(STORED DATA)
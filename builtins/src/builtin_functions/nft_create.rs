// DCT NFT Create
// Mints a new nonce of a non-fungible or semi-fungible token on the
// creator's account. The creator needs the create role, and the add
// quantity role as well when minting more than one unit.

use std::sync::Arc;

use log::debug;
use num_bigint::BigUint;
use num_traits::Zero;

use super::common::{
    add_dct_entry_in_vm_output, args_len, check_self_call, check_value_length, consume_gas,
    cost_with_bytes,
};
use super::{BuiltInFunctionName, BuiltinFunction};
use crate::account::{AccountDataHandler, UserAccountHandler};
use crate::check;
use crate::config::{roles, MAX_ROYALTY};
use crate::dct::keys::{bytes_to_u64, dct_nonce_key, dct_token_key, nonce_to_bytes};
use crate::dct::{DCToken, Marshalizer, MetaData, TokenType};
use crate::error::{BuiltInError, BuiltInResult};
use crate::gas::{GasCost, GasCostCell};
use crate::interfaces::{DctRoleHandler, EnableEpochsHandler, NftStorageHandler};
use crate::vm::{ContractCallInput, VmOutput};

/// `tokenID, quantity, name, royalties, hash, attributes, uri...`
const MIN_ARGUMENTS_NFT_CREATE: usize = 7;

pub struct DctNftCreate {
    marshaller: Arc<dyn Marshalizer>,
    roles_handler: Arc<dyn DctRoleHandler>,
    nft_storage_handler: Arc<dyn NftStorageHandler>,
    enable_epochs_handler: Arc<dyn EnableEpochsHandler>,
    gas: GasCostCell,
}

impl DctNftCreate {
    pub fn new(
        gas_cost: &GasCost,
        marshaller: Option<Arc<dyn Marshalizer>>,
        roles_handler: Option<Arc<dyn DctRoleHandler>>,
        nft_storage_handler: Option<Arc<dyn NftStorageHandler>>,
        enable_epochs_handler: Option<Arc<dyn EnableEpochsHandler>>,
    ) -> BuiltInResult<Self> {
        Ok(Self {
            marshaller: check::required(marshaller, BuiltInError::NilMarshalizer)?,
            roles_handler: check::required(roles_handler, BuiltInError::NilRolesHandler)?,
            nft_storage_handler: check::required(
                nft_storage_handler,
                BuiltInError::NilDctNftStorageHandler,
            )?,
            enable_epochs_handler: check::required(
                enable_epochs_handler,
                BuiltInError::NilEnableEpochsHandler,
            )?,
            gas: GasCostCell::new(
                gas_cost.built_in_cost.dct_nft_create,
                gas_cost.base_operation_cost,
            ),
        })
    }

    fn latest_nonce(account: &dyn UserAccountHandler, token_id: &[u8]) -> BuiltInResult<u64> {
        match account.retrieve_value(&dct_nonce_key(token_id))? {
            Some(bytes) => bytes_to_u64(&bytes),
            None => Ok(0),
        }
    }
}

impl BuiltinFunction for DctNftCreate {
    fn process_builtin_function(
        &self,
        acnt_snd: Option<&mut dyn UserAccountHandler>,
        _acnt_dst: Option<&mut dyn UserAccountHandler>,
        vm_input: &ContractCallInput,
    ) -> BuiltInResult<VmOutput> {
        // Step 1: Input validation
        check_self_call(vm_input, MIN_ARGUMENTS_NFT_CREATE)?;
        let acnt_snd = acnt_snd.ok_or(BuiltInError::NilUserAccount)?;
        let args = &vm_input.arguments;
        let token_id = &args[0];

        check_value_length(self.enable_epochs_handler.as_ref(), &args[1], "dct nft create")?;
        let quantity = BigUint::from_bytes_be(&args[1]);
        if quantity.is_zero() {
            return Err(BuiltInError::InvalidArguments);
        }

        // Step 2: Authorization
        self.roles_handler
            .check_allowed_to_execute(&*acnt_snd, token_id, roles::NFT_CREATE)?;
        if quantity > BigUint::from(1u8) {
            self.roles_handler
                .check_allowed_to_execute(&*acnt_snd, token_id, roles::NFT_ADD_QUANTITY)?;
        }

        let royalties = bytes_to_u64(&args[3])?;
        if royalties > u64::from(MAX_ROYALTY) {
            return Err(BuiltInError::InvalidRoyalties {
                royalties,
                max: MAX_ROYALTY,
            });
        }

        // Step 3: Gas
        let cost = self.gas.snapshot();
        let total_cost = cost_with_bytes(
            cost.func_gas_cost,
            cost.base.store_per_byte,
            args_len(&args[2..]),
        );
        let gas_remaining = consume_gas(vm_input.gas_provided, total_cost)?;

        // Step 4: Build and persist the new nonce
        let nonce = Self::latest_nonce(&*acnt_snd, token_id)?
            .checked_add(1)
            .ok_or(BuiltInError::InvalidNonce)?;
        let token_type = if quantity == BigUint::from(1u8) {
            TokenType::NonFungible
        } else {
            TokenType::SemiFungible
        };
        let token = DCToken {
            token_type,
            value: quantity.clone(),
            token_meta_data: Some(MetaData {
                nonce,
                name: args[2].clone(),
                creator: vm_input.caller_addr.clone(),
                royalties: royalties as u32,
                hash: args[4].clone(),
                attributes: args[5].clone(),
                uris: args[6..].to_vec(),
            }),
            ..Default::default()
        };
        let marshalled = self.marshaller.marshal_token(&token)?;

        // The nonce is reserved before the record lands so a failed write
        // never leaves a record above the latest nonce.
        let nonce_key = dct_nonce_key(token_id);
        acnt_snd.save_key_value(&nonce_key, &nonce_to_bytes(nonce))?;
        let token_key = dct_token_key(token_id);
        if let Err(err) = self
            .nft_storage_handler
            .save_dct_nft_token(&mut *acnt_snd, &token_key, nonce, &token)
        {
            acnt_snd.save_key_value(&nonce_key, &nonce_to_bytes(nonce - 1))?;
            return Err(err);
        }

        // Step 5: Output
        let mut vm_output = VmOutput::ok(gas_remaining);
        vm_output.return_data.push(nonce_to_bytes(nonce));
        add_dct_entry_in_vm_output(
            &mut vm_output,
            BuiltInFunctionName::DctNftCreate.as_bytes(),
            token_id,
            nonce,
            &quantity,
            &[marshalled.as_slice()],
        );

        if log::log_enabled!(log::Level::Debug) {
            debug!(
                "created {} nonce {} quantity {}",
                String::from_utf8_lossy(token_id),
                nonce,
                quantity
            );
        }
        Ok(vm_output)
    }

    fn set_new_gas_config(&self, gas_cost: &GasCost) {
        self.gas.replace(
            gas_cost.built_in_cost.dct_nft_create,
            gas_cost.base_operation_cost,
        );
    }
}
(End STORED DATA)
REQUIRED WORK: Print each entry above again, exactly as it was given.

SOLUTION TO THIS PROBLEM:
filename builtins/src/builtin_functions/nft_create.rs
// DCT NFT Create
// Mints a new nonce of a non-fungible or semi-fungible token on the
// creator's account. The creator needs the create role, and the add
// quantity role as well when minting more than one unit.

use std::sync::Arc;

use log::debug;
use num_bigint::BigUint;
use num_traits::Zero;

use super::common::{
    add_dct_entry_in_vm_output, args_len, check_self_call, check_value_length, consume_gas,
    cost_with_bytes,
};
use super::{BuiltInFunctionName, BuiltinFunction};
use crate::account::{AccountDataHandler, UserAccountHandler};
use crate::check;
use crate::config::{roles, MAX_ROYALTY};
use crate::dct::keys::{bytes_to_u64, dct_nonce_key, dct_token_key, nonce_to_bytes};
use crate::dct::{DCToken, Marshalizer, MetaData, TokenType};
use crate::error::{BuiltInError, BuiltInResult};
use crate::gas::{GasCost, GasCostCell};
use crate::interfaces::{DctRoleHandler, EnableEpochsHandler, NftStorageHandler};
use crate::vm::{ContractCallInput, VmOutput};

/// `tokenID, quantity, name, royalties, hash, attributes, uri...`
const MIN_ARGUMENTS_NFT_CREATE: usize = 7;

pub struct DctNftCreate {
    marshaller: Arc<dyn Marshalizer>,
    roles_handler: Arc<dyn DctRoleHandler>,
    nft_storage_handler: Arc<dyn NftStorageHandler>,
    enable_epochs_handler: Arc<dyn EnableEpochsHandler>,
    gas: GasCostCell,
}

impl DctNftCreate {
    pub fn new(
        gas_cost: &GasCost,
        marshaller: Option<Arc<dyn Marshalizer>>,
        roles_handler: Option<Arc<dyn DctRoleHandler>>,
        nft_storage_handler: Option<Arc<dyn NftStorageHandler>>,
        enable_epochs_handler: Option<Arc<dyn EnableEpochsHandler>>,
    ) -> BuiltInResult<Self> {
        Ok(Self {
            marshaller: check::required(marshaller, BuiltInError::NilMarshalizer)?,
            roles_handler: check::required(roles_handler, BuiltInError::NilRolesHandler)?,
            nft_storage_handler: check::required(
                nft_storage_handler,
                BuiltInError::NilDctNftStorageHandler,
            )?,
            enable_epochs_handler: check::required(
                enable_epochs_handler,
                BuiltInError::NilEnableEpochsHandler,
            )?,
            gas: GasCostCell::new(
                gas_cost.built_in_cost.dct_nft_create,
                gas_cost.base_operation_cost,
            ),
        })
    }

    fn latest_nonce(account: &dyn UserAccountHandler, token_id: &[u8]) -> BuiltInResult<u64> {
        match account.retrieve_value(&dct_nonce_key(token_id))? {
            Some(bytes) => bytes_to_u64(&bytes),
            None => Ok(0),
        }
    }
}

impl BuiltinFunction for DctNftCreate {
    fn process_builtin_function(
        &self,
        acnt_snd: Option<&mut dyn UserAccountHandler>,
        _acnt_dst: Option<&mut dyn UserAccountHandler>,
        vm_input: &ContractCallInput,
    ) -> BuiltInResult<VmOutput> {
        // Step 1: Input validation
        check_self_call(vm_input, MIN_ARGUMENTS_NFT_CREATE)?;
        let acnt_snd = acnt_snd.ok_or(BuiltInError::NilUserAccount)?;
        let args = &vm_input.arguments;
        let token_id = &args[0];

        check_value_length(self.enable_epochs_handler.as_ref(), &args[1], "dct nft create")?;
        let quantity = BigUint::from_bytes_be(&args[1]);
        if quantity.is_zero() {
            return Err(BuiltInError::InvalidArguments);
        }

        // Step 2: Authorization
        self.roles_handler
            .check_allowed_to_execute(&*acnt_snd, token_id, roles::NFT_CREATE)?;
        if quantity > BigUint::from(1u8) {
            self.roles_handler
                .check_allowed_to_execute(&*acnt_snd, token_id, roles::NFT_ADD_QUANTITY)?;
        }

        let royalties = bytes_to_u64(&args[3])?;
        if royalties > u64::from(MAX_ROYALTY) {
            return Err(BuiltInError::InvalidRoyalties {
                royalties,
                max: MAX_ROYALTY,
            });
        }

        // Step 3: Gas
        let cost = self.gas.snapshot();
        let total_cost = cost_with_bytes(
            cost.func_gas_cost,
            cost.base.store_per_byte,
            args_len(&args[2..]),
        );
        let gas_remaining = consume_gas(vm_input.gas_provided, total_cost)?;

        // Step 4: Build and persist the new nonce
        let nonce = Self::latest_nonce(&*acnt_snd, token_id)?
            .checked_add(1)
            .ok_or(BuiltInError::InvalidNonce)?;
        let token_type = if quantity == BigUint::from(1u8) {
            TokenType::NonFungible
        } else {
            TokenType::SemiFungible
        };
        let token = DCToken {
            token_type,
            value: quantity.clone(),
            token_meta_data: Some(MetaData {
                nonce,
                name: args[2].clone(),
                creator: vm_input.caller_addr.clone(),
                royalties: royalties as u32,
                hash: args[4].clone(),
                attributes: args[5].clone(),
                uris: args[6..].to_vec(),
            }),
            ..Default::default()
        };
        let marshalled = self.marshaller.marshal_token(&token)?;

        // The nonce is reserved before the record lands so a failed write
        // never leaves a record above the latest nonce.
        let nonce_key = dct_nonce_key(token_id);
        acnt_snd.save_key_value(&nonce_key, &nonce_to_bytes(nonce))?;
        let token_key = dct_token_key(token_id);
        if let Err(err) = self
            .nft_storage_handler
            .save_dct_nft_token(&mut *acnt_snd, &token_key, nonce, &token)
        {
            acnt_snd.save_key_value(&nonce_key, &nonce_to_bytes(nonce - 1))?;
            return Err(err);
        }

        // Step 5: Output
        let mut vm_output = VmOutput::ok(gas_remaining);
        vm_output.return_data.push(nonce_to_bytes(nonce));
        add_dct_entry_in_vm_output(
            &mut vm_output,
            BuiltInFunctionName::DctNftCreate.as_bytes(),
            token_id,
            nonce,
            &quantity,
            &[marshalled.as_slice()],
        );

        if log::log_enabled!(log::Level::Debug) {
            debug!(
                "created {} nonce {} quantity {}",
                String::from_utf8_lossy(token_id),
                nonce,
                quantity
            );
        }
        Ok(vm_output)
    }

    fn set_new_gas_config(&self, gas_cost: &GasCost) {
        self.gas.replace(
            gas_cost.built_in_cost.dct_nft_create,
            gas_cost.base_operation_cost,
        );
    }
}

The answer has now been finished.